[[ Data, beginning ]]

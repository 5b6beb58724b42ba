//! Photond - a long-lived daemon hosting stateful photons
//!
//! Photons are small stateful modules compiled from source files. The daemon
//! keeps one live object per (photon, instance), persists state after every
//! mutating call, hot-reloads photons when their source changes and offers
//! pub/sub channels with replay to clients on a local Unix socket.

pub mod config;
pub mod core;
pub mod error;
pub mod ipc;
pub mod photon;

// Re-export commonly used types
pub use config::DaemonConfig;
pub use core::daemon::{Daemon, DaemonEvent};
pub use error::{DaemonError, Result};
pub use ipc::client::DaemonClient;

[[ Data, end ]]
[[ Data, beginning ]]

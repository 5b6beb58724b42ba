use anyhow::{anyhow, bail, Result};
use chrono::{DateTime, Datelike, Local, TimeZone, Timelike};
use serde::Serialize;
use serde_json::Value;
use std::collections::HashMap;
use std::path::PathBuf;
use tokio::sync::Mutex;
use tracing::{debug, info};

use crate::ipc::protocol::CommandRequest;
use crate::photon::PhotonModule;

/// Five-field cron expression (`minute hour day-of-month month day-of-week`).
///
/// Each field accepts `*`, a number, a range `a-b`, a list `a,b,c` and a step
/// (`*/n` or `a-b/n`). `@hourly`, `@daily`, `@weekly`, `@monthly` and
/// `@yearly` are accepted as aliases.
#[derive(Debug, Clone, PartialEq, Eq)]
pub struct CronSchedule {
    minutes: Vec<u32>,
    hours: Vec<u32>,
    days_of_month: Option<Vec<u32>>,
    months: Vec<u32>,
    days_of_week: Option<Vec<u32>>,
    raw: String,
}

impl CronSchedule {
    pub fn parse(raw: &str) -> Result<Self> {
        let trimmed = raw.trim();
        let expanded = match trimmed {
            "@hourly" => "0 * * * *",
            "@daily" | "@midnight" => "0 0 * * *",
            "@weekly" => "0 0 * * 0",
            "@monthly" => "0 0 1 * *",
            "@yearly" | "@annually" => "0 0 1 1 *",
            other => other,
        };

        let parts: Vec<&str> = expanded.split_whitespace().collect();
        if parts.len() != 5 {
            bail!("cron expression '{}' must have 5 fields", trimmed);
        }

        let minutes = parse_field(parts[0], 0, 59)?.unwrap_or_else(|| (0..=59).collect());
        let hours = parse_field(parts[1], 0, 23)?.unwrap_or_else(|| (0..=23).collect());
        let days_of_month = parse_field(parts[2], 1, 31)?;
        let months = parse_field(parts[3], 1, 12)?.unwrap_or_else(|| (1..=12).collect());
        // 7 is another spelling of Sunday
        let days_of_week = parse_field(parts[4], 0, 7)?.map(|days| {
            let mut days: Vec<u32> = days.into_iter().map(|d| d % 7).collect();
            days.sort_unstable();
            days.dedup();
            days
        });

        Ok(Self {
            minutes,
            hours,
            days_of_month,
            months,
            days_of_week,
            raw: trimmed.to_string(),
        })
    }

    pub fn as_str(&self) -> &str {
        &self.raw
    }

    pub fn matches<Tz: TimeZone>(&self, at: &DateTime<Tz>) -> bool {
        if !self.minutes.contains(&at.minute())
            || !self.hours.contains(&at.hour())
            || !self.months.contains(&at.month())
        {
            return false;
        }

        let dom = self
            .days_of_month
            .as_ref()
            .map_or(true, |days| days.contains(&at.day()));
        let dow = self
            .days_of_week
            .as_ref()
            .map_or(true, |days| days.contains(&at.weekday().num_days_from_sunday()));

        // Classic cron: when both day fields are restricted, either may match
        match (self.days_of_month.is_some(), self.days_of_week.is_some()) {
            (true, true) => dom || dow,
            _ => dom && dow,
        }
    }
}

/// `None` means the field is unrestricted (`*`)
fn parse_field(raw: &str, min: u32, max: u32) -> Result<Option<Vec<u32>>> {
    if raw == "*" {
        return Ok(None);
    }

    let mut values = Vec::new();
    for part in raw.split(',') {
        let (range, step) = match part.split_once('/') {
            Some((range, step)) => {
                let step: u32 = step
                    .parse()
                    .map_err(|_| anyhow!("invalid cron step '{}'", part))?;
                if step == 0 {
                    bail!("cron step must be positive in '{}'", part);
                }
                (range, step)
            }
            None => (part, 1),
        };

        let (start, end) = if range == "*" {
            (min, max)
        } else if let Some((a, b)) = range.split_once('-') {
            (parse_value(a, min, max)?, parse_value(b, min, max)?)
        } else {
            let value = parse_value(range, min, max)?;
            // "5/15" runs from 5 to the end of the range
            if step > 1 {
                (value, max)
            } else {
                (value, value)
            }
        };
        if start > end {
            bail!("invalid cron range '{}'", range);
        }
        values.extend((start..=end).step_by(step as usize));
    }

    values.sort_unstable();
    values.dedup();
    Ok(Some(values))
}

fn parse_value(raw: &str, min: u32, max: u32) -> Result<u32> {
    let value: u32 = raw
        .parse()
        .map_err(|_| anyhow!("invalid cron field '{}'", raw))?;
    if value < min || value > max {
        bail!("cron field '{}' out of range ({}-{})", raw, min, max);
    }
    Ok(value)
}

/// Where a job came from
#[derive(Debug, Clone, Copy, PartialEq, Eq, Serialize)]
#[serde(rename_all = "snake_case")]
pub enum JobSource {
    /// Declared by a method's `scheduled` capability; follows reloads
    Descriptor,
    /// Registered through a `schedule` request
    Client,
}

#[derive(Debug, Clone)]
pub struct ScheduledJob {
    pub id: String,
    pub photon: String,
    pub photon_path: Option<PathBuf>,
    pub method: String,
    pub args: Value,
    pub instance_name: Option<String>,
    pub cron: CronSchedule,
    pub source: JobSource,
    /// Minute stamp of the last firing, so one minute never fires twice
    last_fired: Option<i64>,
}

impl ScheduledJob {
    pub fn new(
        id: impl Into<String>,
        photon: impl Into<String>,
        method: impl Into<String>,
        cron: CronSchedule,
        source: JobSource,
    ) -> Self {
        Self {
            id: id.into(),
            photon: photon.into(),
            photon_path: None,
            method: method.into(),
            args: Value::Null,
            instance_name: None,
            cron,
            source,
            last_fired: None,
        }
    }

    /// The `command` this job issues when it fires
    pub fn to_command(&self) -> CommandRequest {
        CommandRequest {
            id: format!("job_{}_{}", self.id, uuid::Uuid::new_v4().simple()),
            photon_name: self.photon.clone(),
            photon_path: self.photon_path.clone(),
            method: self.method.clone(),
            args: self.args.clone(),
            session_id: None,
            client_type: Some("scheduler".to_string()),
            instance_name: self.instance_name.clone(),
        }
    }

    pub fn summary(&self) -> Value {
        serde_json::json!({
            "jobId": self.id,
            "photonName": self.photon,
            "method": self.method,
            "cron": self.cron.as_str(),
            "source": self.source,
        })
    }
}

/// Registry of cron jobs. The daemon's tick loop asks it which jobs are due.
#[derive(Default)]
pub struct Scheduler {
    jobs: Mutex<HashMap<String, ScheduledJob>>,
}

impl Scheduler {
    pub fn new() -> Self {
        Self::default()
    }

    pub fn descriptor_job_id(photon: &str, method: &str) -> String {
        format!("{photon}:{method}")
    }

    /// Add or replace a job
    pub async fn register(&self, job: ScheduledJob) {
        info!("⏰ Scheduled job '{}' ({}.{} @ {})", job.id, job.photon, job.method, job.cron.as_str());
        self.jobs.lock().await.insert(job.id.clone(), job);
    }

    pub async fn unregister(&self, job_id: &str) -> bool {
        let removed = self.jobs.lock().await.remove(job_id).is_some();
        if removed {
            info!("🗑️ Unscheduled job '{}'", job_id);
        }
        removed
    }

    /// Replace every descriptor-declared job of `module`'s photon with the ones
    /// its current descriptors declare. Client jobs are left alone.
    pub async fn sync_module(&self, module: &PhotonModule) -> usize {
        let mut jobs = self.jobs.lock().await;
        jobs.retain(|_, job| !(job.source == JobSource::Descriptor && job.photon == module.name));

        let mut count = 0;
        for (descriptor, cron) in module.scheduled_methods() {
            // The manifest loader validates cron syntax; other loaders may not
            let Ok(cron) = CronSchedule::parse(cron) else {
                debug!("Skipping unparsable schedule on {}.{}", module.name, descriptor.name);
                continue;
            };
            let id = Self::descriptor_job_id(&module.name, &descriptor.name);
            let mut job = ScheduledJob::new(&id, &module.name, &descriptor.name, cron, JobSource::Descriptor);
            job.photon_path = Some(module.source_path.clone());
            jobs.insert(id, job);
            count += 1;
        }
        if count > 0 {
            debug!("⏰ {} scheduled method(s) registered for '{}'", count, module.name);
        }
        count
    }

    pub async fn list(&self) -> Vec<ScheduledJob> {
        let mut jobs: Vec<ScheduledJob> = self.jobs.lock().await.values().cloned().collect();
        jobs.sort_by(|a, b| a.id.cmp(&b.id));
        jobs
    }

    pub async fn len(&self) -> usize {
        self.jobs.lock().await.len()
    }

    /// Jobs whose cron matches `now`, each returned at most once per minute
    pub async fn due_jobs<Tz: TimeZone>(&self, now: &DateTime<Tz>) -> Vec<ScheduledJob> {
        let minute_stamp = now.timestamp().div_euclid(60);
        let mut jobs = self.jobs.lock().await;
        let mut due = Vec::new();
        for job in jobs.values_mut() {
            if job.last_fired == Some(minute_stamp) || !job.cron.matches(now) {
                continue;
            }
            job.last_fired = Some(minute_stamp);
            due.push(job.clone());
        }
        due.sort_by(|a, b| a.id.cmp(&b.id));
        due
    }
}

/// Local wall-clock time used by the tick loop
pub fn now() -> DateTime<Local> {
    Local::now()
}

[[ Data, end ]]

Scan the listing for "bail" and copy out each line that has it.

use anyhow::{anyhow, bail, Result};
            bail!("cron expression '{}' must have 5 fields", trimmed);
                    bail!("cron step must be positive in '{}'", part);
            bail!("invalid cron range '{}'", range);
        bail!("cron field '{}' out of range ({}-{})", raw, min, max);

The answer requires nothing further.